Five B-26es were shot down during the mission; heavy flak knocked out the lead plane.
“I was flying wingman off the B-26 just behind it (the lead plane),” Swenson said. “All of the aircraft but one in the flight behind me were shot down, and the plane behind me had one engine destroyed.”
“The ME-109s were just forming to attack my flight when our P-51s (U.S. fighter planes) responded to our mayday call,” he said.
Swenson said he didn't see a single fighter plane — “Because I had to keep my eyes on the plane off the wing I was flying” — but he heard first hand accounts about the enemy activity.
Over the intercom, the tail gunner described the dogfight action going on behind the plane. A total of 41 B-26s from the Ninth Bomber Command were shot down — by far the most of any one day in Marauder history, he said.
“When the battered 387th formation returned to our base about noon, one pilot crash-landed, and four or five others made difficult emergency landings.

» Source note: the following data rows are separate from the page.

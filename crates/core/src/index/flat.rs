//! Append-only flat (brute-force) vector index
//!
//! `SlotIndex` provides exact nearest-neighbor search by computing the L2
//! distance between the query and every stored vector. O(N·D) per query is
//! the right trade at catalog scale (hundreds to low thousands of vectors):
//! results are exact and the structure stays trivially serializable.

use crate::vector::l2_distance;
use crate::{EngineError, Result};

/// Append-only exact-search store of fixed-dimension embeddings.
///
/// Vectors are addressed by **slot**: the position assigned at append time.
/// Slots are contiguous, start at zero, and are never reused. The only way
/// to remove a vector is [`SlotIndex::clear`], which resets the whole index
/// (used by rebuilds).
///
/// # Examples
/// ```
/// use platelens_core::index::SlotIndex;
///
/// let mut index = SlotIndex::new(3);
/// let slot = index.append(vec![1.0, 0.0, 0.0]).unwrap();
/// assert_eq!(slot, 0);
///
/// let hits = index.search(&[1.0, 0.0, 0.0], 5).unwrap();
/// assert_eq!(hits[0].0, 0);
/// assert!(hits[0].1 < 1e-6);
/// ```
#[derive(Debug, Clone)]
pub struct SlotIndex {
    /// Expected dimension of stored vectors
    dim: usize,
    /// Vectors in slot order
    vectors: Vec<Vec<f32>>,
}

impl SlotIndex {
    /// Create a new empty index for vectors of dimension `dim`.
    pub fn new(dim: usize) -> Self {
        Self {
            dim,
            vectors: Vec::new(),
        }
    }

    /// Restore an index from vectors already in slot order.
    ///
    /// # Errors
    ///
    /// * `DimensionMismatch` - if any vector's length differs from `dim`
    pub fn from_vectors(dim: usize, vectors: Vec<Vec<f32>>) -> Result<Self> {
        for v in &vectors {
            if v.len() != dim {
                return Err(EngineError::DimensionMismatch {
                    expected: dim,
                    actual: v.len(),
                });
            }
        }
        Ok(Self { dim, vectors })
    }

    /// Append a vector, returning the slot it now occupies.
    ///
    /// The slot equals the index size before the append, so slots assigned by
    /// successive appends are contiguous.
    ///
    /// # Errors
    ///
    /// * `DimensionMismatch` - if the vector's length differs from the index
    ///   dimension
    pub fn append(&mut self, vector: Vec<f32>) -> Result<usize> {
        if vector.len() != self.dim {
            return Err(EngineError::DimensionMismatch {
                expected: self.dim,
                actual: vector.len(),
            });
        }

        let slot = self.vectors.len();
        self.vectors.push(vector);
        Ok(slot)
    }

    /// Search for the `k` nearest vectors to `query`.
    ///
    /// Performs exhaustive L2 search over every stored vector. Results are
    /// `(slot, distance)` pairs in ascending distance order; exact ties are
    /// broken by ascending slot so result order is deterministic.
    ///
    /// An empty index yields an empty result, never an error.
    ///
    /// # Errors
    ///
    /// * `DimensionMismatch` - if the query's length differs from the index
    ///   dimension
    pub fn search(&self, query: &[f32], k: usize) -> Result<Vec<(usize, f32)>> {
        if query.len() != self.dim {
            return Err(EngineError::DimensionMismatch {
                expected: self.dim,
                actual: query.len(),
            });
        }

        let mut scored: Vec<(usize, f32)> = self
            .vectors
            .iter()
            .enumerate()
            .map(|(slot, v)| {
                // Dimensions are validated on entry, so this cannot fail.
                let distance = l2_distance(query, v).unwrap_or(f32::INFINITY);
                (slot, distance)
            })
            .collect();

        scored.sort_by(|a, b| {
            a.1.partial_cmp(&b.1)
                .unwrap_or(std::cmp::Ordering::Equal)
                .then(a.0.cmp(&b.0))
        });

        scored.truncate(k);
        Ok(scored)
    }

    /// Number of stored vectors (also the next slot to be assigned).
    pub fn len(&self) -> usize {
        self.vectors.len()
    }

    /// Check if the index is empty.
    pub fn is_empty(&self) -> bool {
        self.vectors.is_empty()
    }

    /// Reset the index to empty. Only rebuilds call this.
    pub fn clear(&mut self) {
        self.vectors.clear();
    }

    /// The expected vector dimension.
    pub fn dim(&self) -> usize {
        self.dim
    }

    /// Stored vectors in slot order, for persistence.
    pub fn vectors(&self) -> &[Vec<f32>] {
        &self.vectors
    }
}
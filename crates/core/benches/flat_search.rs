//! Benchmarks for exhaustive flat search at catalog scale.

use criterion::{black_box, criterion_group, criterion_main, BenchmarkId, Criterion};
use platelens_core::index::SlotIndex;
use platelens_core::vector::normalize;
use rand::rngs::StdRng;
use rand::{Rng, SeedableRng};

const DIM: usize = 512;

fn random_unit_vector(rng: &mut StdRng) -> Vec<f32> {
    let mut v: Vec<f32> = (0..DIM).map(|_| rng.gen_range(-1.0..1.0)).collect();
    normalize(&mut v);
    v
}

fn build_index(rng: &mut StdRng, size: usize) -> SlotIndex {
    let mut index = SlotIndex::new(DIM);
    for _ in 0..size {
        index.append(random_unit_vector(rng)).unwrap();
    }
    index
}

fn bench_search(c: &mut Criterion) {
    let mut group = c.benchmark_group("flat_search");

    for size in [100, 1_000, 5_000] {
        let mut rng = StdRng::seed_from_u64(42);
        let index = build_index(&mut rng, size);
        let query = random_unit_vector(&mut rng);

        group.bench_with_input(BenchmarkId::new("top3", size), &size, |b, _| {
            b.iter(|| index.search(black_box(&query), 3).unwrap())
        });
    }

    group.finish();
}

fn bench_append(c: &mut Criterion) {
    let mut rng = StdRng::seed_from_u64(7);
    let vector = random_unit_vector(&mut rng);

    c.bench_function("append_512d", |b| {
        let mut index = SlotIndex::new(DIM);
        b.iter(|| index.append(black_box(vector.clone())).unwrap())
    });
}

criterion_group!(benches, bench_search, bench_append);
criterion_main!(benches);
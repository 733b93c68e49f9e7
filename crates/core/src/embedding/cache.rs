//! Cached embedder with LRU caching
//!
//! Wraps any [`ImageEmbedder`] with an LRU cache keyed by a 64-bit hash of
//! the image bytes. Rebuilds re-embed the same catalog images over and over;
//! with the cache in front, only the first rebuild pays for inference.

use std::collections::hash_map::DefaultHasher;
use std::hash::Hasher;
use std::num::NonZeroUsize;
use std::sync::Mutex;

use lru::LruCache;

use crate::{EngineError, Result};

use super::ImageEmbedder;

const DEFAULT_CACHE_SIZE: usize = 2_048;

struct CacheState {
    entries: LruCache<u64, Vec<f32>>,
    hits: usize,
    misses: usize,
}

/// An embedder wrapper that caches computed vectors.
///
/// Cache keys are a hash of the input bytes, so two byte-identical images
/// share an entry regardless of file name. Entries hold one `Vec<f32>` each
/// (2 KiB for a 512-dimensional embedding); the default capacity of 2,048
/// entries comfortably covers a whole catalog.
///
/// The cache sits behind a `Mutex`, so the wrapper stays `Send + Sync` and
/// can back a shared engine.
pub struct CachedEmbedder<E> {
    inner: E,
    state: Mutex<CacheState>,
}

impl<E: ImageEmbedder> CachedEmbedder<E> {
    /// Wrap `inner` with a cache of `capacity` entries.
    pub fn new(inner: E, capacity: usize) -> Self {
        let capacity =
            NonZeroUsize::new(capacity).unwrap_or_else(|| NonZeroUsize::new(1).unwrap());

        Self {
            inner,
            state: Mutex::new(CacheState {
                entries: LruCache::new(capacity),
                hits: 0,
                misses: 0,
            }),
        }
    }

    /// Wrap `inner` with the default capacity.
    pub fn with_default_size(inner: E) -> Self {
        Self::new(inner, DEFAULT_CACHE_SIZE)
    }

    /// Cache counters as `(hits, misses)`.
    pub fn cache_stats(&self) -> (usize, usize) {
        match self.state.lock() {
            Ok(state) => (state.hits, state.misses),
            Err(_) => (0, 0),
        }
    }

    fn key(image: &[u8]) -> u64 {
        let mut hasher = DefaultHasher::new();
        hasher.write(image);
        hasher.finish()
    }
}

impl<E: ImageEmbedder> ImageEmbedder for CachedEmbedder<E> {
    fn dim(&self) -> usize {
        self.inner.dim()
    }

    fn embed(&self, image: &[u8]) -> Result<Vec<f32>> {
        let key = Self::key(image);

        {
            let mut state = self.state.lock().map_err(|e| {
                EngineError::Embedding(format!("Embedding cache lock poisoned: {}", e))
            })?;

            if let Some(embedding) = state.entries.get(&key) {
                let embedding = embedding.clone();
                state.hits += 1;
                return Ok(embedding);
            }
        }

        // Miss: compute outside the lock so slow inference never serializes
        // unrelated callers.
        let embedding = self.inner.embed(image)?;

        let mut state = self.state.lock().map_err(|e| {
            EngineError::Embedding(format!("Embedding cache lock poisoned: {}", e))
        })?;
        state.entries.put(key, embedding.clone());
        state.misses += 1;

        Ok(embedding)
    }
}
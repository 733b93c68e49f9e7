//! CLIP image embedding under ONNX Runtime
//!
//! Runs the visual half of CLIP ViT-B/32 exported to ONNX (input
//! `pixel_values` of shape `[N, 3, 224, 224]`, output `image_embeds` of
//! shape `[N, 512]`). Preprocessing matches the reference pipeline: RGB,
//! 224x224, per-channel mean/std normalization, and the resulting embedding
//! is L2-normalized so distances between unit vectors stay in `[0, 2]`.

use std::path::Path;
use std::sync::Mutex;

use image::imageops::FilterType;
use ort::session::{builder::GraphOptimizationLevel, Session};
use ort::value::Value;

use crate::vector::normalize;
use crate::{EngineError, Result};

use super::ImageEmbedder;

const INPUT_SIZE: u32 = 224;
const EMBEDDING_DIM: usize = 512;

/// CLIP preprocessing constants (per channel, RGB order).
const CHANNEL_MEAN: [f32; 3] = [0.481_454_66, 0.457_827_5, 0.408_210_73];
const CHANNEL_STD: [f32; 3] = [0.268_629_54, 0.261_302_58, 0.275_777_11];

/// ONNX Runtime-based CLIP image embedder.
///
/// Produces deterministic, unit-normalized 512-dimensional embeddings for
/// any decodable image. The session is guarded by a `Mutex` because ONNX
/// Runtime inference needs exclusive access; callers share the embedder
/// behind an `Arc` and block on their own result.
#[derive(Debug)]
pub struct ClipEmbedder {
    /// ONNX Runtime session (exclusive during inference)
    session: Mutex<Session>,
    /// Embedding dimension (512 for ViT-B/32)
    dim: usize,
}

impl ClipEmbedder {
    /// Load a CLIP visual model from an ONNX file.
    ///
    /// # Errors
    ///
    /// Returns `Embedding` if the model cannot be loaded or the runtime
    /// fails to initialize.
    pub fn new(model_path: impl AsRef<Path>) -> Result<Self> {
        let session = Session::builder()
            .map_err(|e| {
                EngineError::Embedding(format!("Failed to create session builder: {}", e))
            })?
            .with_optimization_level(GraphOptimizationLevel::Level3)
            .map_err(|e| {
                EngineError::Embedding(format!("Failed to set optimization level: {}", e))
            })?
            .with_intra_threads(4)
            .map_err(|e| EngineError::Embedding(format!("Failed to set thread count: {}", e)))?
            .commit_from_file(model_path.as_ref())
            .map_err(|e| {
                EngineError::Embedding(format!(
                    "Failed to load model from {:?}: {}",
                    model_path.as_ref(),
                    e
                ))
            })?;

        Ok(Self {
            session: Mutex::new(session),
            dim: EMBEDDING_DIM,
        })
    }

    /// Decode, resize, and normalize an image into NCHW tensor data.
    fn preprocess(image: &[u8]) -> Result<Vec<f32>> {
        let decoded = image::load_from_memory(image)
            .map_err(|e| EngineError::ImageDecode(format!("Failed to decode image: {}", e)))?;

        let rgb = decoded
            .resize_exact(INPUT_SIZE, INPUT_SIZE, FilterType::CatmullRom)
            .to_rgb8();

        let side = INPUT_SIZE as usize;
        let mut pixels = vec![0.0f32; 3 * side * side];
        for (y, x, pixel) in rgb
            .rows()
            .enumerate()
            .flat_map(|(y, row)| row.enumerate().map(move |(x, p)| (y, x, p)))
        {
            for channel in 0..3 {
                let value = pixel.0[channel] as f32 / 255.0;
                pixels[channel * side * side + y * side + x] =
                    (value - CHANNEL_MEAN[channel]) / CHANNEL_STD[channel];
            }
        }

        Ok(pixels)
    }
}

impl ImageEmbedder for ClipEmbedder {
    fn dim(&self) -> usize {
        self.dim
    }

    fn embed(&self, image: &[u8]) -> Result<Vec<f32>> {
        let pixels = Self::preprocess(image)?;
        let side = INPUT_SIZE as usize;

        let input = Value::from_array(([1usize, 3, side, side], pixels))
            .map_err(|e| EngineError::Embedding(format!("Failed to create input tensor: {}", e)))?;

        let mut session = self
            .session
            .lock()
            .map_err(|e| EngineError::Embedding(format!("Session lock poisoned: {}", e)))?;

        let outputs = session
            .run(ort::inputs!["pixel_values" => input])
            .map_err(|e| EngineError::Embedding(format!("ONNX inference failed: {}", e)))?;

        let (shape, data) = outputs["image_embeds"]
            .try_extract_tensor::<f32>()
            .map_err(|e| {
                EngineError::Embedding(format!("Failed to extract output tensor: {}", e))
            })?;

        // Expect [1, dim]; a flattened [dim] export is accepted too.
        let mut flat_len = 1usize;
        for i in 0..shape.len() {
            flat_len *= shape[i] as usize;
        }
        if flat_len != self.dim {
            return Err(EngineError::Embedding(format!(
                "Unexpected output shape: {:?}",
                shape
            )));
        }

        let mut embedding = data.to_vec();
        normalize(&mut embedding);
        Ok(embedding)
    }
}
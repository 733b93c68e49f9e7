//! Slot → item id mapping

use std::collections::BTreeMap;

use serde::{Deserialize, Serialize};

/// Bijective mapping from index slot to catalog item id.
///
/// The map's domain must mirror the set of valid slots in the vector index;
/// the engine checks that invariant at load time and refuses to serve from a
/// torn pair. Serialized as a JSON object whose keys are stringified slot
/// indices:
///
/// ```json
/// { "0": "nasi_goreng", "1": "sate_ayam" }
/// ```
#[derive(Debug, Clone, Default, PartialEq, Eq, Serialize, Deserialize)]
#[serde(transparent)]
pub struct IdentityMap {
    slots: BTreeMap<usize, String>,
}

impl IdentityMap {
    /// Create an empty map.
    pub fn new() -> Self {
        Self::default()
    }

    /// Record that `slot` holds the vector for `id`.
    pub fn put(&mut self, slot: usize, id: String) {
        self.slots.insert(slot, id);
    }

    /// Resolve a slot to its item id.
    pub fn get(&self, slot: usize) -> Option<&str> {
        self.slots.get(&slot).map(String::as_str)
    }

    /// Number of mapped slots.
    pub fn len(&self) -> usize {
        self.slots.len()
    }

    /// Check if the map is empty.
    pub fn is_empty(&self) -> bool {
        self.slots.is_empty()
    }

    /// Reset the map to empty. Only rebuilds call this.
    pub fn clear(&mut self) {
        self.slots.clear();
    }

    /// Iterate `(slot, id)` pairs in ascending slot order.
    pub fn iter(&self) -> impl Iterator<Item = (usize, &str)> {
        self.slots.iter().map(|(&slot, id)| (slot, id.as_str()))
    }
}
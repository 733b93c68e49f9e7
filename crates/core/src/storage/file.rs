//! File-based artifact storage
//!
//! Owns the on-disk layout of the engine's data directory:
//!
//! ```text
//! data/
//! ├── catalog.json     # ordered list of catalog records
//! ├── identity.json    # object mapping slot index (string) -> item id
//! ├── vectors.idx      # header + gzip-compressed vector blob
//! └── images/          # item images, named by each record's image_file
//! ```
//!
//! `catalog.json` and `identity.json` stay human-readable JSON; the vector
//! blob is opaque binary with a 4-byte `[codec, version, 0, 0]` header in
//! front of a gzip-compressed bincode payload.
//!
//! The vector blob and the identity map are a matched pair: loading one
//! without the other, or with mismatched sizes, yields `InconsistentState`
//! so the engine rebuilds instead of serving torn data.

use std::fs::{self, File};
use std::io::{Read, Write};
use std::path::{Path, PathBuf};

use flate2::read::GzDecoder;
use flate2::write::GzEncoder;
use flate2::Compression;
use serde::{Deserialize, Serialize};

use crate::catalog::{Catalog, IdentityMap};
use crate::index::SlotIndex;
use crate::{CatalogRecord, EngineError, Result};

const CATALOG_FILE: &str = "catalog.json";
const IDENTITY_FILE: &str = "identity.json";
const VECTORS_FILE: &str = "vectors.idx";
const IMAGES_DIR: &str = "images";
const TMP_EXTENSION: &str = "tmp";

/// Blob header: [codec_id, version, reserved, reserved]
const HEADER_SIZE: usize = 4;
const BLOB_VERSION: u8 = 1;
const CODEC_NONE: u8 = 0;
const CODEC_GZIP: u8 = 1;

/// Serialized form of the vector index.
#[derive(Serialize, Deserialize)]
struct VectorBlob {
    dim: usize,
    vectors: Vec<Vec<f32>>,
}

/// Document wrapper for the catalog file.
#[derive(Serialize, Deserialize)]
struct CatalogDoc {
    items: Vec<CatalogRecord>,
}

/// File-backed store for the engine's persisted artifacts.
///
/// Creates the data directory (and its `images/` folder) on open. All
/// publishes are atomic per file; [`ArtifactStore::persist_all`] stages
/// every temp file before renaming any, so a failure mid-persist leaves the
/// previous consistent triple in place.
#[derive(Debug)]
pub struct ArtifactStore {
    data_dir: PathBuf,
}
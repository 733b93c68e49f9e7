//! Vector operations for similarity search
//!
//! Scalar implementations of the distance and normalization primitives the
//! index and embedders rely on. Catalogs are small (hundreds to low
//! thousands of items), so exact scalar math is the whole story here: no
//! approximation, no quantization.
//!
//! # Usage
//!
//! ```
//! use platelens_core::vector::{l2_distance, normalize};
//!
//! let mut embedding = vec![3.0, 4.0];
//! normalize(&mut embedding);
//!
//! let query = vec![0.6, 0.8];
//! let distance = l2_distance(&embedding, &query).unwrap();
//! assert!(distance < 1e-6);
//! ```

pub mod ops;

pub use ops::{approx_equal, dot_product, l2_distance, magnitude, normalize};
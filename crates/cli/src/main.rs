//! Maintenance CLI for the platelens retrieval engine.
//!
//! Inspects a data directory (stats, listings) and runs index rebuilds.
//! Rebuilds and searches need the CLIP embedder, which ships behind the
//! `clip` feature; the inspection commands work on any build.

use std::path::PathBuf;
use std::process::ExitCode;

use clap::Parser;
use platelens_core::storage::ArtifactStore;
use tracing_subscriber::{layer::SubscriberExt, util::SubscriberInitExt};

#[derive(Parser)]
#[command(name = "platelens")]
#[command(about = "platelens: visual similarity retrieval over a food catalog")]
struct Cli {
    /// Data directory holding catalog.json, identity.json, vectors.idx and images/
    #[arg(long, default_value = "data", global = true)]
    data_dir: PathBuf,

    #[command(subcommand)]
    command: Commands,
}

#[derive(clap::Subcommand)]
enum Commands {
    /// Show catalog and index counters.
    Stats,
    /// List every catalog record, indexed or not.
    List,
    /// Rebuild the vector index from the catalog and its images.
    Rebuild {
        /// Path to the CLIP visual ONNX model.
        #[arg(long, default_value = "models/clip_visual.onnx")]
        model: PathBuf,
    },
    /// Search the catalog with a query image.
    Search {
        /// Query image file.
        #[arg(value_name = "IMAGE")]
        image: PathBuf,
        /// Number of results to return.
        #[arg(short, long, default_value_t = 3)]
        top_k: usize,
        /// Path to the CLIP visual ONNX model.
        #[arg(long, default_value = "models/clip_visual.onnx")]
        model: PathBuf,
    },
}

fn main() -> ExitCode {
    tracing_subscriber::registry()
        .with(tracing_subscriber::EnvFilter::from_default_env())
        .with(tracing_subscriber::fmt::layer())
        .init();

    let cli = Cli::parse();

    let result = match cli.command {
        Commands::Stats => stats(&cli.data_dir),
        Commands::List => list(&cli.data_dir),
        Commands::Rebuild { model } => rebuild(&cli.data_dir, &model),
        Commands::Search {
            image,
            top_k,
            model,
        } => search(&cli.data_dir, &image, top_k, &model),
    };

    match result {
        Ok(()) => ExitCode::SUCCESS,
        Err(e) => {
            eprintln!("Error: {}", e);
            ExitCode::FAILURE
        }
    }
}

fn stats(data_dir: &PathBuf) -> Result<(), Box<dyn std::error::Error>> {
    let store = ArtifactStore::open(data_dir)?;
    let catalog = store.load_catalog()?;

    println!("Data directory: {}", store.data_dir().display());
    println!("  Catalog records: {}", catalog.len());

    // Peek at the pair without an embedder; a torn pair is reported, not
    // repaired, from here.
    match store.load_index_pair(platelens_core::EngineConfig::default().embedding_dim) {
        Ok(Some((index, _))) => println!("  Indexed vectors: {}", index.len()),
        Ok(None) => println!("  Indexed vectors: 0 (no index on disk)"),
        Err(e) => println!("  Index state: {} (run `platelens rebuild`)", e),
    }

    Ok(())
}

fn list(data_dir: &PathBuf) -> Result<(), Box<dyn std::error::Error>> {
    let store = ArtifactStore::open(data_dir)?;
    let catalog = store.load_catalog()?;

    println!("{} record(s)", catalog.len());
    for record in catalog.records() {
        let marker = if store.image_exists(&record.image_file) {
            ""
        } else {
            "  [image missing]"
        };
        println!(
            "  {}  {} ({} kcal, Rp{}){}",
            record.id, record.name, record.calories, record.price, marker
        );
    }

    Ok(())
}

#[cfg(feature = "clip")]
fn open_engine(
    data_dir: &PathBuf,
    model: &PathBuf,
) -> Result<platelens_core::RetrievalEngine, Box<dyn std::error::Error>> {
    use std::sync::Arc;

    use platelens_core::embedding::{CachedEmbedder, ClipEmbedder};
    use platelens_core::EngineConfig;

    let embedder = CachedEmbedder::with_default_size(ClipEmbedder::new(model)?);
    let engine = platelens_core::RetrievalEngine::open(
        EngineConfig::new(data_dir.clone()),
        Arc::new(embedder),
    )?;
    Ok(engine)
}

#[cfg(feature = "clip")]
fn rebuild(data_dir: &PathBuf, model: &PathBuf) -> Result<(), Box<dyn std::error::Error>> {
    let engine = open_engine(data_dir, model)?;
    let report = engine.rebuild()?;
    println!(
        "Rebuilt index: {} indexed, {} skipped",
        report.indexed, report.skipped
    );
    Ok(())
}

#[cfg(feature = "clip")]
fn search(
    data_dir: &PathBuf,
    image: &PathBuf,
    top_k: usize,
    model: &PathBuf,
) -> Result<(), Box<dyn std::error::Error>> {
    let engine = open_engine(data_dir, model)?;
    let bytes = std::fs::read(image)?;

    let matches = engine.search(&bytes, top_k)?;
    if matches.is_empty() {
        println!("No matches (index is empty).");
        return Ok(());
    }

    for (rank, m) in matches.iter().enumerate() {
        println!(
            "{}. {} ({}), confidence {:.2}, distance {:.4}",
            rank + 1,
            m.record.name,
            m.record.id,
            m.confidence,
            m.distance
        );
    }

    Ok(())
}

#[cfg(not(feature = "clip"))]
fn rebuild(_data_dir: &PathBuf, _model: &PathBuf) -> Result<(), Box<dyn std::error::Error>> {
    Err("rebuild needs the CLIP embedder; reinstall with `--features clip`".into())
}

#[cfg(not(feature = "clip"))]
fn search(
    _data_dir: &PathBuf,
    _image: &PathBuf,
    _top_k: usize,
    _model: &PathBuf,
) -> Result<(), Box<dyn std::error::Error>> {
    Err("search needs the CLIP embedder; reinstall with `--features clip`".into())
}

Fourteen of the returning aircraft were severely damaged.”
“We hit the target,” he added. “We knocked it out and prevented trains from crossing to bring supplies to the Battle of the Bulge Germans.”
Swenson said the group's gunners were credited with shooting down five enemy fighter planes.
But the action wasn't quite over for the men of the 387th. When Swenson got out of his plane, he was told to report to a briefing for another mission to be flown in the afternoon to help eliminate a vital communications center at Prum, Germany, about 40 miles west of Mayen.
Swenson flew a successful mission — he was two for two for Dec. 23 — and he was right back in the air the next day. He managed to get his plane to and from the target intact — but many other pilots were not so lucky, as 21 of 26 of the aircraft received significant anti-aircraft battle damage.
Swenson flew two more missions on Christmas Day; he ended up flying a total of six missions between Dec. 23 and Dec. 27.
“I was one of the few who flew all six Battle of the Bulge missions,” he said.
More than 60 years after the end of World War II, Swenson found out he he'd been carrying around a combat souvenir all this time.
“I had knee replacement surgery four years ago and the doctor who performed the surgery discovered there was shrapnel in my knee.”
Since the small metal fragment was so well encased in the tissue, the doctor thought it was better to just leave it in place.
“I never knew it happened,” he said. “I was always banging my knee,” he said, laughing.
Swenson said he's fortunate he survived so many missions.
“It was just amazing,” he said. “I just happened to be at the right place at the right time.”
During a particularly harrowing time, Swenson made a pact with the man upstairs.
“At one point, I said, ‘God, if you get me through this, I'll be a minister.'”
After returning from the war and working for a while in the family construction business, he kept thinking about his promise.
“It bothered me that I hadn't done that, so I went back to Princeton with my wife and two children and became a Presbyterian minister,” he said.